Re: "decompress failed" in 1-2 files always causes kernel oops, check/scrub pass

From: james harvey <jamespharvey20@gmail.com>
To: Qu Wenruo <quwenruo.btrfs@gmx.com>
Cc: Btrfs BTRFS <linux-btrfs@vger.kernel.org>
Subject: Re: "decompress failed" in 1-2 files always causes kernel oops, check/scrub pass
Date: Mon, 14 May 2018 06:29:38 -0400	[thread overview]
Message-ID: <CA+X5Wn6853b0O164U-fLP4CeXii62HpTLUkMrW_-b2U2iBM5Yw@mail.gmail.com> (raw)
In-Reply-To: <d7c78e64-0659-6552-8e7a-8dbbc9b4df72@gmx.com>

On Mon, May 14, 2018 at 2:36 AM, Qu Wenruo <quwenruo.btrfs@gmx.com> wrote:
> OK, I could reproduce it now.
>
> Just mount with -o nodatasum, then create a file.
> Remount with compress-force=lzo, then write something.
>
> So at least btrfs should disallow such thing.
>
> Thanks,
> Qu

Would the corrupted dump and correct one of the file, and kernel with
kasan output still help?  Or, with what you reproduced, do you have
what you need?

On Mon, May 14, 2018 at 1:30 AM, Qu Wenruo <quwenruo.btrfs@gmx.com> wrote:
> So there is something wrong that btrfs allows compressed data to be
> generated for such file.
> (Could not reproduce the same behavior with 4.16 kernel, could such
> problem happens in older kernels? Or just get fixed recently?)
>
> Then some corruption screwed up the compressed data, and when we
> decompress, the kernel is screwed up.

In this thread, Chris Murphy noted systemd sets the "C" attribute, and
discussed what sounds to me like what happened here: "Usually nocow
also means no compression. But in the archives is a thread where I
found that compression can be forced on nocow if the file is submitted
for defragmentation and either the volume is mounted with compression
or the file has inherited chattr +c (I don't remember which or
possibly both). And systemd does submit rotated logs for
defragmentation."

(If you don't need the dumps and kernel kasan output, you can skip the
rest of this reply)

> Yep, even the last case it still looks like that it's kernel memory get
> corrupted.
>
> From the thread, since you have already located the corrupted mirror,
> would you please provide the corrupted dump along with correct one?
>
> It would help a lot for us to under stand what's going on.

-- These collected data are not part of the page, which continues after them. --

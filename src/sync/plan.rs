//! Gap computation for incremental syncs.

use chrono::NaiveDate;

use crate::fetch::DateWindow;
use crate::models::LotteryDraw;

/// What an incremental sync needs to fetch.
#[derive(Debug, Clone, Copy, PartialEq, Eq)]
pub enum SyncPlan {
    /// Nothing can be missing: the next candidate date is after `today`.
    UpToDate {
        /// Date of the latest stored draw, if any
        latest: Option<NaiveDate>,
    },
    /// Fetch every draw dated within the window.
    Fetch(DateWindow),
}

/// Determines the date gap between the latest stored draw and `today`.
///
/// The gap starts the day after `latest` (or at `bootstrap` for an empty
/// store) and ends at `today`, both inclusive. Draws happen at most once a
/// day, so starting the day after the latest draw cannot miss one.
pub fn plan_sync(latest: Option<&LotteryDraw>, today: NaiveDate, bootstrap: NaiveDate) -> SyncPlan {
    let latest_date = latest.map(|d| d.date);
    let start = match latest_date {
        Some(date) => match date.succ_opt() {
            Some(next) => next,
            None => return SyncPlan::UpToDate { latest: latest_date },
        },
        None => bootstrap,
    };

    if start > today {
        SyncPlan::UpToDate {
            latest: latest_date,
        }
    } else {
        SyncPlan::Fetch(DateWindow { start, end: today })
    }
}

Absolutely.  I'm not sure how to best get you that, though.

"filefrag -v" on one of the files can be seen here:
https://bugzilla.kernel.org/attachment.cgi?id=275953

It lists 58 fragments.

filefrag lists the ending offsets and length based on the uncompressed
sizes.  filefrag doesn't account for the compression.

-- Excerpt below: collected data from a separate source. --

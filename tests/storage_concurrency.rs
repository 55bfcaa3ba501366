//! Concurrent writers against one on-disk database.

use chrono::NaiveDate;

use lottery_sync::storage::{count_draws, init_db_pool_with_path, query_by_code, upsert_draws};
use lottery_sync::{run_migrations, LotteryDraw, PrizeGrade};

fn draw(code: &str, date: &str, sales: i64) -> LotteryDraw {
    LotteryDraw {
        code: code.to_string(),
        week: "日".to_string(),
        red: "04,10,11,19,23,30".to_string(),
        blue: "16".to_string(),
        sales,
        poolmoney: 1_800_000_000,
        content: "共7注。".to_string(),
        prizegrades: vec![PrizeGrade {
            grade: 1,
            typenum: "7".to_string(),
            typemoney: "5000000".to_string(),
        }],
        date: NaiveDate::parse_from_str(date, "%Y-%m-%d").unwrap(),
    }
}

fn batch(sales: i64) -> Vec<LotteryDraw> {
    (1..=50)
        .map(|i| {
            let date = NaiveDate::from_ymd_opt(2024, 1, 1).unwrap() + chrono::Days::new(i * 2);
            draw(
                &format!("2024{:03}", i),
                &date.format("%Y-%m-%d").to_string(),
                sales,
            )
        })
        .collect()
}

#[tokio::test]
async fn test_concurrent_upserts_never_duplicate() {
    let dir = tempfile::tempdir().unwrap();
    let pool = init_db_pool_with_path(&dir.path().join("lottery.db"))
        .await
        .unwrap();
    run_migrations(&pool).await.unwrap();

    let mut handles = Vec::new();
    for writer in 0..4i64 {
        let pool = pool.clone();
        handles.push(tokio::spawn(async move {
            upsert_draws(&pool, &batch(100_000_000 + writer)).await
        }));
    }

    let mut inserted = 0;
    for handle in handles {
        let outcome = handle
            .await
            .expect("task should not panic")
            .expect("upsert should wait for the lock, not fail");
        assert_eq!(outcome.total(), 50);
        inserted += outcome.inserted;
    }

    // Each code is inserted exactly once; later writers update or leave it.
    assert_eq!(inserted, 50);
    assert_eq!(count_draws(&pool).await.unwrap(), 50);

    // Batches are atomic, so every row carries the same writer's value.
    let first = query_by_code(&pool, "2024001").await.unwrap().unwrap();
    let last = query_by_code(&pool, "2024050").await.unwrap().unwrap();
    assert_eq!(first.sales, last.sales);
}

So, in this thread, I compared the first 4k of fragments 0-57 on each
disk and found all the corruption was on disk 1.  (And the entire
207*4096 bytes on fragment 58.)  Grabbing more than 4k of each
fragment brings in data from other files.  So, I might have compared
all of the data (fragments 0-57 are 128k uncompressed, and at least
fragment 0 uncompressed does lzop down to about 2k, so perhaps all the
other 128k fragments compress to within 4k, but maybe not) but this
might not have grabbed all the data.

I could give you (56) 128k, (1) 68k, and (1) 828k fragments, but
they'd include extra data not involved, so you'd have to find a way to
use them, and without the metadata saying how many bytes of each
fragment to use, it might not be easy to put together.  (Maybe
chopping off all the trailing 0's in each fragment would do the
trick.)  Maybe the first 9 byte header on each fragment encodes the
length actually used?

If this is useful to you, I'd be happy to provide it, along with the
correct one.

If there's a better way than this, I'd be happy to do that instead.  I
of course can't just copy the file, so have to do something like dd or
"btrfs-map-logical -o".  "btrfs-map-logical -o" can't automatically
grab the proper length, because it needs a size argument, and if not
given, defaults to the 16k nodesize.

> The dump indicates the same conclusion you reached.
> The inode has NODATACOW NODATASUM flag, which means it should not has
> csum nor has data compressed.
> While in fact we have tons of compressed extents.
>
> But the following fiemap result also shows that these extents get
> shared. This could happen when there is a snapshot.

I do run snapper.

> To pindown the lzo decompress corruption, kasan would be a nice try.
> However this means you need to enable it at compile time, and recompile
> a kernel.
> Not to mention kasan has a great impact on performance.
>
> But it should provide more info before memory get corrupted.

Sure, it's compiling.  I'll probably be available to run it and send
results in 14 hours, if needed.